◆ **RECORD EXCERPTS**
*** Begin section ***

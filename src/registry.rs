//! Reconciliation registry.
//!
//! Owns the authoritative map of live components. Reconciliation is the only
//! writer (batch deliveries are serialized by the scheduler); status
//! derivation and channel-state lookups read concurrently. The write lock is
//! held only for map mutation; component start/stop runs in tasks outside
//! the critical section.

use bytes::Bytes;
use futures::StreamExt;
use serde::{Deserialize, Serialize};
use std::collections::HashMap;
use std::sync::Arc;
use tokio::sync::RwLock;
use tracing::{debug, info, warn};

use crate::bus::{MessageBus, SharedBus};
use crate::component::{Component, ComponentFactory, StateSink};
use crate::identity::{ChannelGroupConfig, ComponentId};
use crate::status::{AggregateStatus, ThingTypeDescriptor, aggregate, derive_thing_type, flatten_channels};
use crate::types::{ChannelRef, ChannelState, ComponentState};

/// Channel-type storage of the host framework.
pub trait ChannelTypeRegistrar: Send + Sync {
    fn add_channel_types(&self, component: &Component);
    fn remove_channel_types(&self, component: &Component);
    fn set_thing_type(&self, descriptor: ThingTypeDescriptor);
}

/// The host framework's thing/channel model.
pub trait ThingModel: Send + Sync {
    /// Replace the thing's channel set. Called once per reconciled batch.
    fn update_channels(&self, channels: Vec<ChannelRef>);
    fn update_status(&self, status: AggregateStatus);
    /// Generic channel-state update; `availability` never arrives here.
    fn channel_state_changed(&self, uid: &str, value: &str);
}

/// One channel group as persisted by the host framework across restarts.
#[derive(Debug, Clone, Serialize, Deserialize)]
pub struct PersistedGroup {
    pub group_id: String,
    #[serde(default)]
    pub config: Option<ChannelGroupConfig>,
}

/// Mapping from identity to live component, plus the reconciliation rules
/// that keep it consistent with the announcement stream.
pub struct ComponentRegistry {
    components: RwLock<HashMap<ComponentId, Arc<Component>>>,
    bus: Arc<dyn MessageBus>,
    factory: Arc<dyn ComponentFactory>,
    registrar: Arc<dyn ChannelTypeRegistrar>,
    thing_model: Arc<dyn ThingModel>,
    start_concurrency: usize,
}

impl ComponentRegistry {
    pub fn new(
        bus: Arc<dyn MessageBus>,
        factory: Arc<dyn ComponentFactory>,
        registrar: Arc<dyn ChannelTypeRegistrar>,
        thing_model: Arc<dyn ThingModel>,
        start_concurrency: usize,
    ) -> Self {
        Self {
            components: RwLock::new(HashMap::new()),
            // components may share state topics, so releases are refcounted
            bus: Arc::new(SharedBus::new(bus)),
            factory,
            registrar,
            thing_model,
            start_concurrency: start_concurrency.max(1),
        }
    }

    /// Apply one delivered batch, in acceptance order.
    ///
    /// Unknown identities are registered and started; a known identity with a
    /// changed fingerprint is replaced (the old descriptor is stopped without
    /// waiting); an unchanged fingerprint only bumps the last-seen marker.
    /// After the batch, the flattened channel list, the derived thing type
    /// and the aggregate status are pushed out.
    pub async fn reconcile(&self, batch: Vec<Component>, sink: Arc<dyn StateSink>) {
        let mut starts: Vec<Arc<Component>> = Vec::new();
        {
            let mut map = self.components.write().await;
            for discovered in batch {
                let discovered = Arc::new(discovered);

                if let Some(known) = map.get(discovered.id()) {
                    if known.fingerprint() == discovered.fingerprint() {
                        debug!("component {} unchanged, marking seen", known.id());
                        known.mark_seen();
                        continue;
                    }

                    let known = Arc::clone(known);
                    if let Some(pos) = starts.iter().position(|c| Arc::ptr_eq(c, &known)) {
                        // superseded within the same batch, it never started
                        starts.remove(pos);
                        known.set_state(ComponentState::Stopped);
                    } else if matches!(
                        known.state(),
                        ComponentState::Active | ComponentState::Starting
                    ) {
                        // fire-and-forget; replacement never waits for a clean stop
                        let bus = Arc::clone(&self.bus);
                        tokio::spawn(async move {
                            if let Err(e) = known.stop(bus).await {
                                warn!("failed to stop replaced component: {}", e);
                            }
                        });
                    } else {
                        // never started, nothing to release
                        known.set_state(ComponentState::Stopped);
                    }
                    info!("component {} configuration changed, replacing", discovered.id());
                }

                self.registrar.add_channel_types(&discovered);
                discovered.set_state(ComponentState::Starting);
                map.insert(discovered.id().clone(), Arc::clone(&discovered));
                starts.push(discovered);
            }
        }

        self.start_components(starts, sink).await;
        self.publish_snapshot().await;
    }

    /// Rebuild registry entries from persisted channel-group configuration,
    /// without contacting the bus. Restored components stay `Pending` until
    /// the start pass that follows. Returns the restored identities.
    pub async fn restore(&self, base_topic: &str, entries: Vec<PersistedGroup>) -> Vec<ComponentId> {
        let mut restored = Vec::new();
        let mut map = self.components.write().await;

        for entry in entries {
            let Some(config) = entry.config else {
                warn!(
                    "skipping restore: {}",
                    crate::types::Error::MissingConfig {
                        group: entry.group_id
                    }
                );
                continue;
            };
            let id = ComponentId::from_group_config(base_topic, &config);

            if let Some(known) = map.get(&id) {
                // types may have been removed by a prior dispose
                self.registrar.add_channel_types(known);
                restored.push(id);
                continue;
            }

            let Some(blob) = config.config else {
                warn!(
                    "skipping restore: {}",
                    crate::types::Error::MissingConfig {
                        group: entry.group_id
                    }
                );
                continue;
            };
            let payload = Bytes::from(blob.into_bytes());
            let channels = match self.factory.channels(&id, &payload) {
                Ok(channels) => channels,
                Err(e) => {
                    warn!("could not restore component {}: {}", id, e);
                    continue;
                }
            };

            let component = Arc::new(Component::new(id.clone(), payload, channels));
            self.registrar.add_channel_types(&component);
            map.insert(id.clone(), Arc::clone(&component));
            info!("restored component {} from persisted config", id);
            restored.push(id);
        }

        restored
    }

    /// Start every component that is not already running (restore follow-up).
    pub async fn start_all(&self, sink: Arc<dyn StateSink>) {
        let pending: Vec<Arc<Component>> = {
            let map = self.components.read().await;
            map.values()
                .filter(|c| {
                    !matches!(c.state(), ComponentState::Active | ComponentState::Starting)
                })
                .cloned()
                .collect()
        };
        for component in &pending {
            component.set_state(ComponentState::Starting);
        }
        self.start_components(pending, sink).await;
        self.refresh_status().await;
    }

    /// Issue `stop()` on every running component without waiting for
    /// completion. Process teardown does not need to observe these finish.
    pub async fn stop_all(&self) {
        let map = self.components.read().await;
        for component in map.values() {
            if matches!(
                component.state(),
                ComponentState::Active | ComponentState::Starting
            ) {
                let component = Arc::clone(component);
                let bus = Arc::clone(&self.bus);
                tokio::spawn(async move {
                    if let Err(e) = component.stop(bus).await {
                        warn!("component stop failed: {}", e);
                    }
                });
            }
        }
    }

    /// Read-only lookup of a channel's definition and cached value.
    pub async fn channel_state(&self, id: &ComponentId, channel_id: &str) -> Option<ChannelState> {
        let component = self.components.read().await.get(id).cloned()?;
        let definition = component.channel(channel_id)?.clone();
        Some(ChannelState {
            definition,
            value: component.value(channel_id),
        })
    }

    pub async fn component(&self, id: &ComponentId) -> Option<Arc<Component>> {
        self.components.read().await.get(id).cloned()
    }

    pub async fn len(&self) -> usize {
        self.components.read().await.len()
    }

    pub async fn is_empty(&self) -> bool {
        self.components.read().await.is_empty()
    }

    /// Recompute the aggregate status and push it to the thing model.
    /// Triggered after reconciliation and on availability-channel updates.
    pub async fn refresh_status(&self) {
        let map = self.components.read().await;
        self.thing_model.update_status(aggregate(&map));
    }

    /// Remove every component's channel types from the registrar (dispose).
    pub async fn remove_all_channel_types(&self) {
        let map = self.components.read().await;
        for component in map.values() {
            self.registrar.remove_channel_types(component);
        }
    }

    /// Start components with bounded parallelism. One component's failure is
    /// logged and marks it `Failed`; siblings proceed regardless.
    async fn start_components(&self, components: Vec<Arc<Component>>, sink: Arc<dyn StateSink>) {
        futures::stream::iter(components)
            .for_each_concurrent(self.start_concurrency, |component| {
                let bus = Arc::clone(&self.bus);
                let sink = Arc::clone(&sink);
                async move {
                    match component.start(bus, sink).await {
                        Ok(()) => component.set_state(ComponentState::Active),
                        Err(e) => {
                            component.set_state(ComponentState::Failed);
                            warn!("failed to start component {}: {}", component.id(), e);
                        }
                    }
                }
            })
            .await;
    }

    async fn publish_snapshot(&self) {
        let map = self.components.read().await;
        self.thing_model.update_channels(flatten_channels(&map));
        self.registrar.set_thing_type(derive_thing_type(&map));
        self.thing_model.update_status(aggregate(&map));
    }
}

*** End section ***

◆ **TASK REQUIREMENTS**
From the data above, copy every line where "unchanged" appears.

◆ **RESULT OF THE EXERCISE**
    /// waiting); an unchanged fingerprint only bumps the last-seen marker.
                        debug!("component {} unchanged, marking seen", known.id());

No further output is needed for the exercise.